▶ **TASK REQUIREMENTS**: Please report how many lines of the listing contain the string "CronSecret", giving the number only.

▶ **INFORMATION SUPPLIED**:
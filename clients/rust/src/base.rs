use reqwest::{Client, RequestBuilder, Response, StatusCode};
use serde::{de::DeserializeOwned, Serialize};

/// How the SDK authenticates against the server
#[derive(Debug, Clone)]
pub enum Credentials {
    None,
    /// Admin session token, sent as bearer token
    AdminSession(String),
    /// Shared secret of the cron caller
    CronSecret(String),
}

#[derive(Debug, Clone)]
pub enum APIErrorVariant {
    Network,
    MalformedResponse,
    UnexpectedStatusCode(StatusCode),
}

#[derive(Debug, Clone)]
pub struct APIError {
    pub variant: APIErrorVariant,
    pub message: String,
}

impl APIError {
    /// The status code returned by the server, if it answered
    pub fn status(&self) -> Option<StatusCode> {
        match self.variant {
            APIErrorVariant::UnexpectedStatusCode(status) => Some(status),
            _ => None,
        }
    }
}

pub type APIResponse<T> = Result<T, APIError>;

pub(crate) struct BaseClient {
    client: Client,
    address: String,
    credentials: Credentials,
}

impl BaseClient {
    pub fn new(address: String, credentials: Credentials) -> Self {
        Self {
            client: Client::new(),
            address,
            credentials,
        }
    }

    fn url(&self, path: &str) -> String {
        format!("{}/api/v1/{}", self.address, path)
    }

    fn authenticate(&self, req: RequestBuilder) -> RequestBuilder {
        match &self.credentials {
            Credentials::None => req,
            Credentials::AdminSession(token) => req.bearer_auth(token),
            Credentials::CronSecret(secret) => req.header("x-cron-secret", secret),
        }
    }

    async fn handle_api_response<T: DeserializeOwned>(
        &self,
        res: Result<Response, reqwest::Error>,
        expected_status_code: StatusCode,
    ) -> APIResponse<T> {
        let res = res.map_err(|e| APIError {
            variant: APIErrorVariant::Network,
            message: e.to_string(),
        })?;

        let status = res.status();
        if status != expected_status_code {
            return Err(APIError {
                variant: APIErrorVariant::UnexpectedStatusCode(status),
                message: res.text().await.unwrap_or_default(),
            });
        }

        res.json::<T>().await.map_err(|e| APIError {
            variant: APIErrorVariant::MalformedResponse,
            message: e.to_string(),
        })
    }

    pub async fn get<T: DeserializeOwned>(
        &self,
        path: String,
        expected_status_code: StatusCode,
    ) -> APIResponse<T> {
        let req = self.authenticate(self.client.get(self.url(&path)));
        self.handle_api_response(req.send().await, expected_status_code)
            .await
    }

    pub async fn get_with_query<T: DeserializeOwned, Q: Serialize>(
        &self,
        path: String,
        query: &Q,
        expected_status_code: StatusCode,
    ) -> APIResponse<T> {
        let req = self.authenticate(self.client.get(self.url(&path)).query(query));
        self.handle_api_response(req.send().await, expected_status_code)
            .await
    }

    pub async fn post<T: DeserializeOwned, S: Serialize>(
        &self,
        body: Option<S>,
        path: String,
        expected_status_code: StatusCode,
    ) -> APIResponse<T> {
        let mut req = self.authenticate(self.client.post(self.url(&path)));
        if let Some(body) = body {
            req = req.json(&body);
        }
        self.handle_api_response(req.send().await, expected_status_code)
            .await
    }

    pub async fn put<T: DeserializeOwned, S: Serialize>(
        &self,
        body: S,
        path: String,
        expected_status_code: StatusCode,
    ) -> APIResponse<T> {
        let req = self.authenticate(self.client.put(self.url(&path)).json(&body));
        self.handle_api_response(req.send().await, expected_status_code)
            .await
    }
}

▶ **RESPONSE FOR THIS EXERCISE**: 2